To fit any sensible definitions of low and high, C++ would have to be
classified in multi-level programming languages, which is sort of C++'s
own category, as it allows you to do things you can't even directly do by
gluing pieces of code of normal low-level languages and normal high-level
languages together.
> PD is no object-oriented in any sense BTW.
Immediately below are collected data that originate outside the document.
//! SQLite schema migrations.
//!
//! Migrations are listed in [`MIGRATIONS`] in version order and applied in a
//! single transaction. Every applied step is recorded in `schema_migrations`
//! with its name, so a database can be inspected with plain `sqlite3`.

use rusqlite::{params, Connection, OptionalExtension, Transaction};

use crate::error::{Result, StoreError};

/// One schema step.
pub struct Migration {
    pub version: u32,
    pub name: &'static str,
    pub sql: &'static str,
}

/// All migrations, oldest first. Versions are contiguous from 1.
pub const MIGRATIONS: &[Migration] = &[Migration {
    version: 1,
    name: "rbac_catalog",
    sql: V1_RBAC_CATALOG,
}];

/// Schema version this build writes.
pub const CURRENT_VERSION: u32 = MIGRATIONS.len() as u32;

/// Bring the schema up to [`CURRENT_VERSION`]. Safe to call on every open.
pub fn migrate(conn: &mut Connection) -> Result<()> {
    conn.execute_batch(
        "CREATE TABLE IF NOT EXISTS schema_migrations (
            version INTEGER PRIMARY KEY,
            name TEXT NOT NULL,
            applied_at INTEGER NOT NULL
        )",
    )?;

    let applied = schema_version(conn)?;
    if applied > CURRENT_VERSION {
        return Err(StoreError::Migration(format!(
            "database is at schema version {}, this build only knows up to {}",
            applied, CURRENT_VERSION
        )));
    }

    let pending = MIGRATIONS.iter().filter(|m| m.version > applied);
    let tx = conn.transaction()?;
    for migration in pending {
        run(&tx, migration)?;
    }
    tx.commit()?;
    Ok(())
}

/// Highest applied version, 0 for a fresh database.
pub fn schema_version(conn: &Connection) -> Result<u32> {
    let version: Option<u32> = conn
        .query_row("SELECT MAX(version) FROM schema_migrations", [], |row| {
            row.get::<_, Option<u32>>(0)
        })
        .optional()?
        .flatten();
    Ok(version.unwrap_or(0))
}

fn run(tx: &Transaction<'_>, migration: &Migration) -> Result<()> {
    tx.execute_batch(migration.sql).map_err(|e| {
        StoreError::Migration(format!("v{} {}: {}", migration.version, migration.name, e))
    })?;
    tx.execute(
        "INSERT INTO schema_migrations (version, name, applied_at) VALUES (?1, ?2, ?3)",
        params![migration.version, migration.name, crate::now_millis()],
    )?;
    tracing::debug!(version = migration.version, name = migration.name, "applied migration");
    Ok(())
}

const V1_RBAC_CATALOG: &str = r#"
    CREATE TABLE permissions (
        id INTEGER PRIMARY KEY AUTOINCREMENT,
        name TEXT NOT NULL UNIQUE,
        description TEXT
    );

    CREATE TABLE roles (
        id INTEGER PRIMARY KEY AUTOINCREMENT,
        name TEXT NOT NULL UNIQUE
    );

    CREATE TABLE role_permissions (
        role_id INTEGER NOT NULL REFERENCES roles(id) ON DELETE CASCADE,
        permission_id INTEGER NOT NULL REFERENCES permissions(id) ON DELETE CASCADE,
        PRIMARY KEY (role_id, permission_id)
    );

    CREATE TABLE principals (
        id TEXT PRIMARY KEY,              -- hyphenated UUID
        tenant_id TEXT,                   -- society UUID, nullable
        status TEXT,                      -- PENDING | APPROVED | REJECTED
        created_at INTEGER NOT NULL
    );

    CREATE TABLE principal_roles (
        principal_id TEXT NOT NULL REFERENCES principals(id) ON DELETE CASCADE,
        role_id INTEGER NOT NULL REFERENCES roles(id) ON DELETE CASCADE,
        PRIMARY KEY (principal_id, role_id)
    );

    -- single row, bumped by every effective mutation
    CREATE TABLE store_meta (
        id INTEGER PRIMARY KEY CHECK (id = 1),
        revision INTEGER NOT NULL
    );
    INSERT INTO store_meta (id, revision) VALUES (1, 0);

    CREATE INDEX idx_role_permissions_permission ON role_permissions(permission_id);
    CREATE INDEX idx_principal_roles_role ON principal_roles(role_id);
"#;
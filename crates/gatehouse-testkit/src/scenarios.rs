//! Golden authorization scenarios.
//!
//! Each scenario is a small role matrix, a requirement table and the
//! decisions it must produce. They run unchanged against every store.

use gatehouse::core::{Decision, Denial, RequirementMap};
use gatehouse::store::Store;
use gatehouse::{Principal, Result};

use crate::fixtures::Fixture;

/// Expected outcome of one check.
#[derive(Debug, Clone, Copy, PartialEq, Eq)]
pub enum Expected {
    Allowed,
    Unauthenticated,
    Forbidden,
}

impl Expected {
    pub fn of(decision: &Decision) -> Self {
        match decision {
            Decision::Allowed => Expected::Allowed,
            Decision::Denied(Denial::Unauthenticated) => Expected::Unauthenticated,
            Decision::Denied(Denial::Forbidden(_)) => Expected::Forbidden,
        }
    }
}

/// A golden scenario.
#[derive(Debug, Clone)]
pub struct Scenario {
    /// Human-readable name for the scenario.
    pub name: &'static str,
    /// Role name and the permissions it holds.
    pub roles: Vec<(&'static str, Vec<&'static str>)>,
    /// Principal label and the roles it holds.
    pub principals: Vec<(&'static str, Vec<&'static str>)>,
    /// Action and its required permissions.
    pub actions: Vec<(&'static str, Vec<&'static str>)>,
    /// Principal label (`None` for no principal), action, expected outcome.
    pub checks: Vec<(Option<&'static str>, &'static str, Expected)>,
}

impl Scenario {
    pub fn requirements(&self) -> RequirementMap {
        self.actions
            .iter()
            .fold(RequirementMap::builder(), |builder, (action, permissions)| {
                builder.action(*action, permissions.iter().copied())
            })
            .build()
    }
}

/// Result of one scenario check.
#[derive(Debug, Clone, PartialEq, Eq)]
pub struct Outcome {
    pub principal: Option<&'static str>,
    pub action: &'static str,
    pub expected: Expected,
    pub actual: Expected,
}

impl Outcome {
    pub fn matches(&self) -> bool {
        self.expected == self.actual
    }
}

/// Get all golden scenarios.
pub fn all_scenarios() -> Vec<Scenario> {
    vec![
        Scenario {
            name: "amenity manager and receptionist",
            roles: vec![
                ("MANAGER", vec!["manage_amenities", "view_amenities"]),
                ("RECEPTIONIST", vec!["view_amenities"]),
            ],
            principals: vec![("U1", vec!["MANAGER"]), ("U2", vec!["RECEPTIONIST"])],
            actions: vec![
                ("createAmenity", vec!["manage_amenities"]),
                ("listAmenities", vec!["view_amenities"]),
            ],
            checks: vec![
                (Some("U1"), "createAmenity", Expected::Allowed),
                (Some("U1"), "listAmenities", Expected::Allowed),
                (Some("U2"), "createAmenity", Expected::Forbidden),
                (Some("U2"), "listAmenities", Expected::Allowed),
                (None, "listAmenities", Expected::Unauthenticated),
            ],
        },
        Scenario {
            name: "overlapping roles union",
            roles: vec![
                ("A", vec!["p1", "p2"]),
                ("B", vec!["p2", "p3"]),
            ],
            principals: vec![("both", vec!["A", "B"]), ("only_a", vec!["A"])],
            actions: vec![
                ("needsP1P3", vec!["p1", "p3"]),
                ("needsP2", vec!["p2"]),
            ],
            checks: vec![
                (Some("both"), "needsP1P3", Expected::Allowed),
                (Some("both"), "needsP2", Expected::Allowed),
                (Some("only_a"), "needsP1P3", Expected::Forbidden),
                (Some("only_a"), "needsP2", Expected::Allowed),
            ],
        },
        Scenario {
            name: "open action needs a principal",
            roles: vec![],
            principals: vec![("nobody", vec![])],
            actions: vec![("getProfile", vec![]), ("listAmenities", vec!["view_amenities"])],
            checks: vec![
                (Some("nobody"), "getProfile", Expected::Allowed),
                (Some("nobody"), "listAmenities", Expected::Forbidden),
                (None, "getProfile", Expected::Unauthenticated),
            ],
        },
    ]
}

/// Set up `scenario` in `fixture` and run its checks.
///
/// The fixture must have been built with [`Scenario::requirements`].
pub async fn run_scenario<S: Store>(
    fixture: &Fixture<S>,
    scenario: &Scenario,
) -> Result<Vec<Outcome>> {
    for (role, permissions) in &scenario.roles {
        fixture.role(role, permissions).await?;
    }

    let mut principals: Vec<(&str, Principal)> = Vec::with_capacity(scenario.principals.len());
    for (label, roles) in &scenario.principals {
        principals.push((*label, fixture.principal(roles).await?));
    }

    let mut outcomes = Vec::with_capacity(scenario.checks.len());
    for &(label, action, expected) in &scenario.checks {
        let principal = label.and_then(|label| {
            principals
                .iter()
                .find(|(l, _)| *l == label)
                .map(|(_, p)| p)
        });
        let decision = fixture.authorize(action, principal).await?;
        outcomes.push(Outcome {
            principal: label,
            action,
            expected,
            actual: Expected::of(&decision),
        });
    }
    Ok(outcomes)
}
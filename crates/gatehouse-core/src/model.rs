//! The RBAC data model: permissions, roles, and principals.
//!
//! The model is flat. A principal holds zero or more roles, a role holds zero
//! or more permissions, and nothing else grants capabilities.

use serde::{Deserialize, Serialize};

use crate::types::{PermissionId, PrincipalId, RoleId, TenantId};

/// A named capability such as `"manage_amenities"`.
#[derive(Debug, Clone, PartialEq, Eq, Hash, Serialize, Deserialize)]
pub struct Permission {
    /// Store-assigned identifier.
    pub id: PermissionId,
    /// Canonical capability name. Globally unique, immutable.
    pub name: String,
    /// Optional human-readable description.
    pub description: Option<String>,
}

/// A named, reusable bundle of permissions.
#[derive(Debug, Clone, PartialEq, Eq, Serialize, Deserialize)]
pub struct Role {
    /// Store-assigned identifier.
    pub id: RoleId,
    /// Unique role name, e.g. `"MANAGER"`.
    pub name: String,
    /// Permissions granted by this role, sorted by id, no duplicates.
    pub permissions: Vec<Permission>,
}

impl Role {
    /// Create a role, normalizing the permission list (sorted by id, deduplicated).
    pub fn new(id: RoleId, name: impl Into<String>, mut permissions: Vec<Permission>) -> Self {
        permissions.sort_by_key(|p| p.id);
        permissions.dedup_by_key(|p| p.id);
        Self {
            id,
            name: name.into(),
            permissions,
        }
    }

    /// Ids of the permissions held by this role.
    pub fn permission_ids(&self) -> Vec<PermissionId> {
        self.permissions.iter().map(|p| p.id).collect()
    }

    /// Names of the permissions held by this role.
    pub fn permission_names(&self) -> impl Iterator<Item = &str> {
        self.permissions.iter().map(|p| p.name.as_str())
    }

    /// Check whether this role grants the named permission.
    pub fn grants(&self, permission: &str) -> bool {
        self.permissions.iter().any(|p| p.name == permission)
    }

    /// A lightweight reference to this role.
    pub fn to_ref(&self) -> RoleRef {
        RoleRef {
            id: self.id,
            name: self.name.clone(),
        }
    }
}

/// Reference to a role held by a principal.
#[derive(Debug, Clone, PartialEq, Eq, Hash, Serialize, Deserialize)]
pub struct RoleRef {
    pub id: RoleId,
    pub name: String,
}

/// Membership status of a principal in its society.
#[derive(Debug, Clone, Copy, PartialEq, Eq, Hash, Serialize, Deserialize)]
#[serde(rename_all = "SCREAMING_SNAKE_CASE")]
pub enum MembershipStatus {
    Pending,
    Approved,
    Rejected,
}

impl MembershipStatus {
    /// Stable textual form used for persistence.
    pub const fn as_str(&self) -> &'static str {
        match self {
            MembershipStatus::Pending => "PENDING",
            MembershipStatus::Approved => "APPROVED",
            MembershipStatus::Rejected => "REJECTED",
        }
    }

    /// Parse the persisted textual form.
    pub fn parse(s: &str) -> Option<Self> {
        match s {
            "PENDING" => Some(MembershipStatus::Pending),
            "APPROVED" => Some(MembershipStatus::Approved),
            "REJECTED" => Some(MembershipStatus::Rejected),
            _ => None,
        }
    }
}

/// A stored principal without its roles.
#[derive(Debug, Clone, PartialEq, Eq, Serialize, Deserialize)]
pub struct PrincipalRecord {
    pub id: PrincipalId,
    /// The society this principal belongs to, if any.
    pub tenant: Option<TenantId>,
    pub status: Option<MembershipStatus>,
}

/// The authenticated actor on whose behalf an action is authorized.
///
/// Produced by the principal resolver with roles loaded explicitly.
#[derive(Debug, Clone, PartialEq, Eq, Serialize, Deserialize)]
pub struct Principal {
    pub id: PrincipalId,
    pub tenant: Option<TenantId>,
    pub status: Option<MembershipStatus>,
    pub roles: Vec<RoleRef>,
}

impl Principal {
    /// Combine a stored record with its loaded roles.
    pub fn from_record(record: PrincipalRecord, roles: &[Role]) -> Self {
        Self {
            id: record.id,
            tenant: record.tenant,
            status: record.status,
            roles: roles.iter().map(Role::to_ref).collect(),
        }
    }

    /// Check whether the principal holds a role with the given name.
    pub fn has_role(&self, name: &str) -> bool {
        self.roles.iter().any(|r| r.name == name)
    }

    /// Names of the roles held by this principal.
    pub fn role_names(&self) -> impl Iterator<Item = &str> {
        self.roles.iter().map(|r| r.name.as_str())
    }

    /// The stored record part of this principal.
    pub fn record(&self) -> PrincipalRecord {
        PrincipalRecord {
            id: self.id,
            tenant: self.tenant,
            status: self.status,
        }
    }
}

/// Input for creating a permission.
#[derive(Debug, Clone, PartialEq, Eq, Serialize, Deserialize)]
pub struct NewPermission {
    pub name: String,
    #[serde(default)]
    pub description: Option<String>,
}

impl NewPermission {
    pub fn new(name: impl Into<String>) -> Self {
        Self {
            name: name.into(),
            description: None,
        }
    }

    pub fn with_description(mut self, description: impl Into<String>) -> Self {
        self.description = Some(description.into());
        self
    }
}

/// Input for creating a role.
#[derive(Debug, Clone, PartialEq, Eq, Serialize, Deserialize)]
pub struct NewRole {
    pub name: String,
    /// Permissions to attach on creation. Every id must exist.
    #[serde(default)]
    pub permission_ids: Vec<PermissionId>,
}

impl NewRole {
    pub fn new(name: impl Into<String>) -> Self {
        Self {
            name: name.into(),
            permission_ids: Vec::new(),
        }
    }

    pub fn with_permissions(mut self, ids: impl IntoIterator<Item = PermissionId>) -> Self {
        self.permission_ids.extend(ids);
        self
    }
}

/// Partial update of a role.
///
/// `permission_ids`, when present, replaces the whole permission set.
#[derive(Debug, Clone, Default, PartialEq, Eq, Serialize, Deserialize)]
pub struct RoleUpdate {
    #[serde(default)]
    pub name: Option<String>,
    #[serde(default)]
    pub permission_ids: Option<Vec<PermissionId>>,
}

impl RoleUpdate {
    pub fn rename(name: impl Into<String>) -> Self {
        Self {
            name: Some(name.into()),
            permission_ids: None,
        }
    }

    pub fn replace_permissions(ids: impl IntoIterator<Item = PermissionId>) -> Self {
        Self {
            name: None,
            permission_ids: Some(ids.into_iter().collect()),
        }
    }

    /// True if the update changes nothing.
    pub fn is_empty(&self) -> bool {
        self.name.is_none() && self.permission_ids.is_none()
    }
}

/// Input for registering a principal.
#[derive(Debug, Clone, PartialEq, Eq, Serialize, Deserialize)]
pub struct NewPrincipal {
    pub id: PrincipalId,
    #[serde(default)]
    pub tenant: Option<TenantId>,
    #[serde(default)]
    pub status: Option<MembershipStatus>,
}

impl NewPrincipal {
    pub fn new(id: PrincipalId) -> Self {
        Self {
            id,
            tenant: None,
            status: None,
        }
    }

    pub fn in_tenant(mut self, tenant: TenantId) -> Self {
        self.tenant = Some(tenant);
        self
    }

    pub fn with_status(mut self, status: MembershipStatus) -> Self {
        self.status = Some(status);
        self
    }
}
I have to consider PD either object-oriented or nearly-object-oriented,
but it's also sufficiently crippled to make lower one's expectations about
what an object-oriented language should offer. But then I don't think that
object-oriented as a language category makes that much sense compared to
looking at the main features of it such as the self-context, messages,
methods, classes, objects, method-lookup, inheritance, polymorphism. In
the end, it's only really lacking inheritance. But the trouble comes from
how you can create and delete objects, how you can send to them, and then,
because of that, what the objects look like they are made for, in
relationship with atoms. Because of that, pd/max class design is quite
inside-out compared to anything (else) called object-oriented.
If it helps you, you could use a separate word for pd's "object-oriented",
such as calling it not at all "object-oriented", but I'd believe that the
reality is more subtle than that. For example, I need a category in which
I put the early years of Java, in a way that expresses that their
conception of polymorphism was so dysfunctional that it was only
polymorphic on paper :
MyLeafClassSaidTwice result = (MyLeafClassSaidTwice)
((MyContainerClassSaidExplicitlyWhenIShouldntNeedTo)
bucket.getElement(new IntegerWrapperKludge(n))).getElement(m);
In any case, SC has a much deeper object-oriented design than Pd for
sure... But I'm still not really aware of much of the details, because I
don't have much of an incentive to try SC at this point (except to
translate some SC snippets into Pd patches and/or externals). From that
distance, though, I have a lot more esteem for SC than for Java.